Working around the saw, we find a host of standard features. The shoe is adjustable without the need for any tools, you have a standard lockout switch, and there’s a rafter hook.

Milwaukee M18 Fuel Sawzall with One-Key

The blade lock is down on the left side of the tool and is tool-free, but is a slightly different design than the lever-action found on most saws that use a similar mechanism. Milwaukee calls this their Quik-Lok system and it is more concealed than most. The mechanism is spring-loaded and snaps back into place when you let your finger off of. I found it to be a little tougher to use than a standard lever, yet extremely confident in its locking.

Milwaukee M18 Fuel Sawzall with One-Key

Ergonomics

The first thing you notice about almost any tool when you pick it up is the weight. The Milwaukee M18 Fuel Sawzall with One-Key is fairly heavy, weighing in at just over 7.5 pounds bare. We originally tested it using Milwaukee’s 9.0 amp hour battery which boosted the weight up to almost 10 pounds. However, we like this model best with the 5.0Ah battery, bringing the weight down to a more manageable 9.2 pounds.

While that’s still pretty heavy, cordless Super Saws with their advanced power designs are heavier across the board.

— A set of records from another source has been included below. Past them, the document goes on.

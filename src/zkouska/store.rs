//! In-memory projection of tracked announcements and their responses.
//!
//! The three tables (announcement -> thread, announcement -> responders,
//! (announcement, user) -> companion record) live behind one lock so no reader can
//! observe them disagreeing. Long operations on a single (announcement, user) key are
//! serialized through [`KeyLocks`] instead, which never blocks unrelated keys.
use std::collections::{HashMap, HashSet};
use std::sync::atomic::{AtomicBool, Ordering};
use std::sync::{Arc, Mutex, PoisonError};

use serenity::model::id::{MessageId, UserId};
use tokio::sync::{OwnedMutexGuard, OwnedRwLockReadGuard, OwnedRwLockWriteGuard, RwLock};

use super::model::{Announcement, ResponseStatus};

pub type ResponseKey = (MessageId, UserId);

/// The cached thread message that represents one active response.
#[derive(Debug, Clone, Copy, PartialEq, Eq)]
pub struct CompanionRecord {
    pub message_id: MessageId,
    pub status: ResponseStatus,
}

/// Plain tables. Built off to the side by the rebuilder, then swapped in whole.
#[derive(Debug, Default, Clone, PartialEq)]
pub struct StoreTables {
    announcements: HashMap<MessageId, Announcement>,
    responders: HashMap<MessageId, HashSet<UserId>>,
    companions: HashMap<ResponseKey, CompanionRecord>,
}

impl StoreTables {
    pub fn insert_announcement(&mut self, announcement: Announcement) {
        let key = announcement.message_id;
        self.remove_announcement(key);
        self.announcements.insert(key, announcement);
        self.responders.insert(key, HashSet::new());
    }

    /// Returns false (and changes nothing) if the announcement is not tracked.
    pub fn insert_response(
        &mut self,
        message_id: MessageId,
        user_id: UserId,
        record: CompanionRecord,
    ) -> bool {
        let Some(users) = self.responders.get_mut(&message_id) else {
            return false;
        };
        users.insert(user_id);
        self.companions.insert((message_id, user_id), record);
        true
    }

    pub fn remove_response(
        &mut self,
        message_id: MessageId,
        user_id: UserId,
    ) -> Option<CompanionRecord> {
        if let Some(users) = self.responders.get_mut(&message_id) {
            users.remove(&user_id);
        }
        self.companions.remove(&(message_id, user_id))
    }

    pub fn remove_announcement(&mut self, message_id: MessageId) -> Option<Announcement> {
        self.responders.remove(&message_id);
        self.companions.retain(|(msg, _), _| *msg != message_id);
        self.announcements.remove(&message_id)
    }

    pub fn announcement(&self, message_id: MessageId) -> Option<&Announcement> {
        self.announcements.get(&message_id)
    }

    pub fn responders(&self, message_id: MessageId) -> Option<&HashSet<UserId>> {
        self.responders.get(&message_id)
    }

    pub fn companion(&self, message_id: MessageId, user_id: UserId) -> Option<CompanionRecord> {
        self.companions.get(&(message_id, user_id)).copied()
    }

    pub fn announcements(&self) -> impl Iterator<Item = &Announcement> {
        self.announcements.values()
    }

    pub fn len(&self) -> usize {
        self.announcements.len()
    }

    pub fn is_empty(&self) -> bool {
        self.announcements.is_empty()
    }

    pub fn response_count(&self) -> usize {
        self.companions.len()
    }

    /// Every responder has a companion record and vice versa, and nothing refers to an
    /// untracked announcement.
    pub fn is_consistent(&self) -> bool {
        let keys_match = self
            .announcements
            .keys()
            .all(|k| self.responders.contains_key(k))
            && self.responders.len() == self.announcements.len();
        let responders_backed = self.responders.iter().all(|(msg, users)| {
            users
                .iter()
                .all(|user| self.companions.contains_key(&(*msg, *user)))
        });
        let companions_backed = self.companions.keys().all(|(msg, user)| {
            self.responders
                .get(msg)
                .is_some_and(|users| users.contains(user))
        });
        keys_match && responders_backed && companions_backed
    }
}

/// Lazily created per-key async mutexes, plus one gate per announcement that status
/// updates share and closing takes exclusively. A key entry is pruned once nobody holds
/// or waits on it, so two waiters never end up on different locks.
#[derive(Debug, Default)]
pub struct KeyLocks {
    locks: Mutex<HashMap<ResponseKey, Arc<tokio::sync::Mutex<()>>>>,
    gates: Mutex<HashMap<MessageId, Arc<RwLock<()>>>>,
}

impl KeyLocks {
    pub async fn acquire(&self, key: ResponseKey) -> OwnedMutexGuard<()> {
        let lock = {
            let mut locks = self.locks.lock().unwrap_or_else(PoisonError::into_inner);
            locks.entry(key).or_default().clone()
        };
        lock.lock_owned().await
    }

    /// Drops the guard and forgets the key if no other task holds a handle to its lock.
    pub fn release(&self, key: ResponseKey, guard: OwnedMutexGuard<()>) {
        drop(guard);
        let mut locks = self.locks.lock().unwrap_or_else(PoisonError::into_inner);
        if let Some(lock) = locks.get(&key)
            && Arc::strong_count(lock) == 1
        {
            locks.remove(&key);
        }
    }

    fn gate(&self, message_id: MessageId) -> Arc<RwLock<()>> {
        let mut gates = self.gates.lock().unwrap_or_else(PoisonError::into_inner);
        gates.entry(message_id).or_default().clone()
    }

    /// Shared access to an announcement; many users update it at once.
    pub async fn enter(&self, message_id: MessageId) -> OwnedRwLockReadGuard<()> {
        self.gate(message_id).read_owned().await
    }

    /// Exclusive access; waits for in-flight updates and holds new ones off.
    pub async fn enter_exclusive(&self, message_id: MessageId) -> OwnedRwLockWriteGuard<()> {
        self.gate(message_id).write_owned().await
    }

    pub fn forget_announcement(&self, message_id: MessageId) {
        let mut locks = self.locks.lock().unwrap_or_else(PoisonError::into_inner);
        locks.retain(|(msg, _), _| *msg != message_id);
        let mut gates = self.gates.lock().unwrap_or_else(PoisonError::into_inner);
        gates.remove(&message_id);
    }

    pub fn len(&self) -> usize {
        self.locks
            .lock()
            .unwrap_or_else(PoisonError::into_inner)
            .len()
    }

    pub fn is_empty(&self) -> bool {
        self.len() == 0
    }
}

/// Shared, concurrency-safe store. Cheap to share as `Arc<ZkouskaStore>`.
#[derive(Debug, Default)]
pub struct ZkouskaStore {
    tables: RwLock<StoreTables>,
    key_locks: KeyLocks,
    ready: AtomicBool,
}

impl ZkouskaStore {
    pub fn new() -> Self {
        Self::default()
    }

    /// False until the startup rebuild has finished (successfully or not).
    pub fn is_ready(&self) -> bool {
        self.ready.load(Ordering::Acquire)
    }

    pub fn mark_ready(&self) {
        self.ready.store(true, Ordering::Release);
    }

    pub async fn lock_key(&self, message_id: MessageId, user_id: UserId) -> OwnedMutexGuard<()> {
        self.key_locks.acquire((message_id, user_id)).await
    }

    pub fn release_key(
        &self,
        message_id: MessageId,
        user_id: UserId,
        guard: OwnedMutexGuard<()>,
    ) {
        self.key_locks.release((message_id, user_id), guard);
    }

    /// Held by status updates for their whole read-call-commit sequence.
    pub async fn enter_announcement(&self, message_id: MessageId) -> OwnedRwLockReadGuard<()> {
        self.key_locks.enter(message_id).await
    }

    /// Held by closing so no status update runs against an archived thread.
    pub async fn lock_announcement(&self, message_id: MessageId) -> OwnedRwLockWriteGuard<()> {
        self.key_locks.enter_exclusive(message_id).await
    }

    /// Number of (announcement, user) locks currently kept.
    pub fn key_lock_count(&self) -> usize {
        self.key_locks.len()
    }

    pub async fn announcement(&self, message_id: MessageId) -> Option<Announcement> {
        self.tables.read().await.announcement(message_id).cloned()
    }

    pub async fn responders(&self, message_id: MessageId) -> Option<HashSet<UserId>> {
        self.tables.read().await.responders(message_id).cloned()
    }

    pub async fn companion(
        &self,
        message_id: MessageId,
        user_id: UserId,
    ) -> Option<CompanionRecord> {
        self.tables.read().await.companion(message_id, user_id)
    }

    pub async fn register(&self, announcement: Announcement) {
        self.tables.write().await.insert_announcement(announcement);
    }

    /// Adds the responder and caches the companion message in one step.
    pub async fn record_response(
        &self,
        message_id: MessageId,
        user_id: UserId,
        record: CompanionRecord,
    ) -> bool {
        self.tables
            .write()
            .await
            .insert_response(message_id, user_id, record)
    }

    pub async fn clear_response(
        &self,
        message_id: MessageId,
        user_id: UserId,
    ) -> Option<CompanionRecord> {
        self.tables.write().await.remove_response(message_id, user_id)
    }

    /// Drops the announcement and every response attached to it.
    pub async fn close(&self, message_id: MessageId) -> Option<Announcement> {
        let removed = self.tables.write().await.remove_announcement(message_id);
        self.key_locks.forget_announcement(message_id);
        removed
    }

    /// Swaps in fully built tables as a unit.
    pub async fn replace_all(&self, tables: StoreTables) {
        *self.tables.write().await = tables;
    }

    pub async fn snapshot(&self) -> StoreTables {
        self.tables.read().await.clone()
    }
}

The Milwaukee 2721 is one of the more compact saws in the standard 18V class. It’s just 17.4 inches long with the shoe all the way in. The shortest is 17.1 inches and the longest is a whopping 19.5 inches, putting Milwaukee very close to the top of the compact side.

Handle ergonomics are on par for the course. It’s actually tough to make the reciprocating saw that has what I would consider comfortable handle ergonomics. Both the D-handle and upper housing handle are fairly standard in shape for this class with some contour to the D-handle. The rubber overmold helps with grip and to dampen the vibration slightly.

Milwaukee M18 Fuel Sawzall with One-Key

Performance

In our nail-embedded wood-cutting test, this Milwaukee cordless Sawzall posted a solid 11.02-second average. Finishing nearly 2 seconds behind the leader (Makita XRJ05, 9.09 seconds), it’s still well ahead of the slowest saws in its group.

Compared to its big brother—the M18 Fuel Super Sawzall—the gap is more significant. That model averaged 6.67 seconds and was the third-fastest of all 40+ models we tested, including corded saws.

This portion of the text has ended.